REQUIREMENT:
Which lines of the entries contain the string "best"? Copy each of them.

SUPPLIED ENTRIES:

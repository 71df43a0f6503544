use crate::domain::phone::normalize_number;
use crate::error::CoreError;
use serde::{Deserialize, Serialize};
use std::fmt;
use std::str::FromStr;

#[derive(Debug, Clone, Copy, PartialEq, Eq, Hash, PartialOrd, Ord, Serialize, Deserialize)]
#[serde(rename_all = "lowercase")]
pub enum NumberType {
    Home,
    Mobile,
    Work,
    Fax,
}

impl NumberType {
    /// Document order of numbers inside a contact.
    pub const ALL: [NumberType; 4] = [Self::Home, Self::Mobile, Self::Work, Self::Fax];

    /// Candidates for the main number, best first. Fax never qualifies.
    pub const MAIN_CANDIDATES: [NumberType; 3] = [Self::Home, Self::Mobile, Self::Work];

    pub fn as_str(self) -> &'static str {
        match self {
            Self::Home => "home",
            Self::Mobile => "mobile",
            Self::Work => "work",
            Self::Fax => "fax",
        }
    }
}

impl fmt::Display for NumberType {
    fn fmt(&self, f: &mut fmt::Formatter<'_>) -> fmt::Result {
        f.write_str(self.as_str())
    }
}

impl FromStr for NumberType {
    type Err = CoreError;

    fn from_str(s: &str) -> Result<Self, Self::Err> {
        match s {
            "home" => Ok(Self::Home),
            "mobile" => Ok(Self::Mobile),
            "work" => Ok(Self::Work),
            "fax" => Ok(Self::Fax),
            other => Err(CoreError::InvalidNumberType(other.to_string())),
        }
    }
}

#[derive(Debug, Clone, PartialEq, Eq, Serialize, Deserialize)]
pub struct NumberEntry {
    number: String,
    main: bool,
    vanity: Option<String>,
    quickdial: Option<u8>,
}

impl NumberEntry {
    pub fn new(number: impl Into<String>) -> Self {
        Self {
            number: number.into(),
            main: false,
            vanity: None,
            quickdial: None,
        }
    }

    pub fn with_priority(mut self, priority: u8) -> Result<Self, CoreError> {
        self.main = match priority {
            0 => false,
            1 => true,
            other => return Err(CoreError::InvalidPriority(other)),
        };
        Ok(self)
    }

    /// An empty vanity string leaves the entry without one.
    pub fn with_vanity(mut self, vanity: impl Into<String>) -> Self {
        let vanity = vanity.into();
        self.vanity = (!vanity.is_empty()).then_some(vanity);
        self
    }

    pub fn with_quickdial(mut self, quickdial: u8) -> Result<Self, CoreError> {
        if !(1..=99).contains(&quickdial) {
            return Err(CoreError::InvalidQuickdial(quickdial));
        }
        self.quickdial = Some(quickdial);
        Ok(self)
    }

    pub fn number(&self) -> &str {
        &self.number
    }

    /// `1` for the contact's main number, `0` otherwise.
    pub fn priority(&self) -> u8 {
        u8::from(self.main)
    }

    pub fn is_main(&self) -> bool {
        self.main
    }

    pub fn vanity(&self) -> Option<&str> {
        self.vanity.as_deref()
    }

    pub fn quickdial(&self) -> Option<u8> {
        self.quickdial
    }
}

/// At most one number per [`NumberType`]; inserting an occupied type replaces it.
#[derive(Debug, Clone, Default, PartialEq, Eq, Serialize, Deserialize)]
pub struct Numbers {
    home: Option<NumberEntry>,
    mobile: Option<NumberEntry>,
    work: Option<NumberEntry>,
    fax: Option<NumberEntry>,
}

impl Numbers {
    pub fn new() -> Self {
        Self::default()
    }

    pub fn insert(&mut self, kind: NumberType, entry: NumberEntry) -> Option<NumberEntry> {
        self.slot_mut(kind).replace(entry)
    }

    /// Like [`Numbers::insert`] but with the type given as text, as read from
    /// external data.
    pub fn add(&mut self, kind: &str, entry: NumberEntry) -> Result<(), CoreError> {
        let kind = kind.parse::<NumberType>()?;
        self.insert(kind, entry);
        Ok(())
    }

    pub fn get(&self, kind: NumberType) -> Option<&NumberEntry> {
        match kind {
            NumberType::Home => self.home.as_ref(),
            NumberType::Mobile => self.mobile.as_ref(),
            NumberType::Work => self.work.as_ref(),
            NumberType::Fax => self.fax.as_ref(),
        }
    }

    pub fn iter(&self) -> impl Iterator<Item = (NumberType, &NumberEntry)> + '_ {
        NumberType::ALL
            .into_iter()
            .filter_map(|kind| self.get(kind).map(|entry| (kind, entry)))
    }

    pub fn len(&self) -> usize {
        self.iter().count()
    }

    pub fn is_empty(&self) -> bool {
        self.iter().next().is_none()
    }

    pub fn normalized(mut self, country_code: &str) -> Self {
        for kind in NumberType::ALL {
            if let Some(entry) = self.slot_mut(kind).as_mut() {
                entry.number = normalize_number(&entry.number, country_code);
            }
        }
        self
    }

    /// Marks the best candidate as main number and clears every other flag.
    /// Without a home, mobile or work number the set is returned unchanged.
    pub fn with_main_number(mut self) -> Self {
        let Some(main) = NumberType::MAIN_CANDIDATES
            .into_iter()
            .find(|kind| self.get(*kind).is_some())
        else {
            return self;
        };

        for kind in NumberType::ALL {
            if let Some(entry) = self.slot_mut(kind).as_mut() {
                entry.main = kind == main;
            }
        }
        self
    }

    fn slot_mut(&mut self, kind: NumberType) -> &mut Option<NumberEntry> {
        match kind {
            NumberType::Home => &mut self.home,
            NumberType::Mobile => &mut self.mobile,
            NumberType::Work => &mut self.work,
            NumberType::Fax => &mut self.fax,
        }
    }
}

#[cfg(test)]
mod tests {
    use super::{NumberEntry, NumberType, Numbers};
    use crate::error::CoreError;
    use proptest::prelude::*;

    fn main_types(numbers: &Numbers) -> Vec<NumberType> {
        numbers
            .iter()
            .filter(|(_, entry)| entry.is_main())
            .map(|(kind, _)| kind)
            .collect()
    }

    #[test]
    fn add_rejects_unknown_type() {
        let mut numbers = Numbers::new();
        let err = numbers.add("pager", NumberEntry::new("123")).unwrap_err();
        assert_eq!(err, CoreError::InvalidNumberType("pager".to_string()));
        assert!(numbers.is_empty());
    }

    #[test]
    fn insert_overwrites_same_type() {
        let mut numbers = Numbers::new();
        numbers.add("work", NumberEntry::new("111")).unwrap();
        numbers.add("work", NumberEntry::new("222")).unwrap();
        assert_eq!(numbers.len(), 1);
        assert_eq!(numbers.get(NumberType::Work).unwrap().number(), "222");
    }

    #[test]
    fn iter_follows_type_order() {
        let mut numbers = Numbers::new();
        numbers.insert(NumberType::Fax, NumberEntry::new("4"));
        numbers.insert(NumberType::Home, NumberEntry::new("1"));
        numbers.insert(NumberType::Work, NumberEntry::new("3"));
        let kinds: Vec<NumberType> = numbers.iter().map(|(kind, _)| kind).collect();
        assert_eq!(
            kinds,
            vec![NumberType::Home, NumberType::Work, NumberType::Fax]
        );
    }

    #[test]
    fn quickdial_and_priority_are_validated() {
        assert_eq!(
            NumberEntry::new("1").with_quickdial(0).unwrap_err(),
            CoreError::InvalidQuickdial(0)
        );
        assert_eq!(
            NumberEntry::new("1").with_quickdial(100).unwrap_err(),
            CoreError::InvalidQuickdial(100)
        );
        assert_eq!(
            NumberEntry::new("1").with_priority(2).unwrap_err(),
            CoreError::InvalidPriority(2)
        );
        let entry = NumberEntry::new("1").with_quickdial(99).unwrap();
        assert_eq!(entry.quickdial(), Some(99));
    }

    #[test]
    fn main_number_prefers_home_over_mobile_and_work() {
        let mut numbers = Numbers::new();
        numbers.insert(NumberType::Work, NumberEntry::new("3"));
        numbers.insert(NumberType::Mobile, NumberEntry::new("2"));
        let numbers = numbers.with_main_number();
        assert_eq!(main_types(&numbers), vec![NumberType::Mobile]);
    }

    #[test]
    fn main_number_clears_stale_flags() {
        let mut numbers = Numbers::new();
        numbers.insert(
            NumberType::Work,
            NumberEntry::new("3").with_priority(1).unwrap(),
        );
        numbers.insert(
            NumberType::Fax,
            NumberEntry::new("4").with_priority(1).unwrap(),
        );
        numbers.insert(NumberType::Home, NumberEntry::new("1"));
        let numbers = numbers.with_main_number();
        assert_eq!(main_types(&numbers), vec![NumberType::Home]);
    }

    #[test]
    fn fax_only_gets_no_main_number() {
        let mut numbers = Numbers::new();
        numbers.insert(NumberType::Fax, NumberEntry::new("4"));
        let numbers = numbers.with_main_number();
        assert!(main_types(&numbers).is_empty());
    }

    #[test]
    fn normalized_keeps_entry_attributes() {
        let mut numbers = Numbers::new();
        numbers.insert(
            NumberType::Home,
            NumberEntry::new("044 400 00 00")
                .with_vanity("PIZZA")
                .with_quickdial(7)
                .unwrap(),
        );
        let numbers = numbers.normalized("+41");
        let entry = numbers.get(NumberType::Home).unwrap();
        assert_eq!(entry.number(), "+4144 400 00 00");
        assert_eq!(entry.vanity(), Some("PIZZA"));
        assert_eq!(entry.quickdial(), Some(7));
        assert_eq!(entry.priority(), 0);
    }

    #[test]
    fn empty_vanity_is_unset() {
        let entry = NumberEntry::new("+41441").with_vanity("");
        assert_eq!(entry.vanity(), None);
    }

    fn arb_entry() -> impl Strategy<Value = Option<NumberEntry>> {
        proptest::option::of(("[0-9]{3,10}", 0u8..=1).prop_map(|(number, priority)| {
            NumberEntry::new(number)
                .with_priority(priority)
                .expect("priority in range")
        }))
    }

    proptest! {
        #[test]
        fn exactly_one_main_number_when_candidates_exist(
            home in arb_entry(),
            mobile in arb_entry(),
            work in arb_entry(),
            fax in arb_entry(),
        ) {
            let mut numbers = Numbers::new();
            for (kind, entry) in [
                (NumberType::Home, home),
                (NumberType::Mobile, mobile),
                (NumberType::Work, work),
                (NumberType::Fax, fax),
            ] {
                if let Some(entry) = entry {
                    numbers.insert(kind, entry);
                }
            }
            let expected = NumberType::MAIN_CANDIDATES
                .into_iter()
                .find(|kind| numbers.get(*kind).is_some());
            let before = numbers.clone();
            let after = numbers.with_main_number();

            match expected {
                Some(kind) => prop_assert_eq!(main_types(&after), vec![kind]),
                None => prop_assert_eq!(after, before),
            }
        }
    }
}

RESULT FOR THIS TASK:
    /// Candidates for the main number, best first. Fax never qualifies.
    /// Marks the best candidate as main number and clears every other flag.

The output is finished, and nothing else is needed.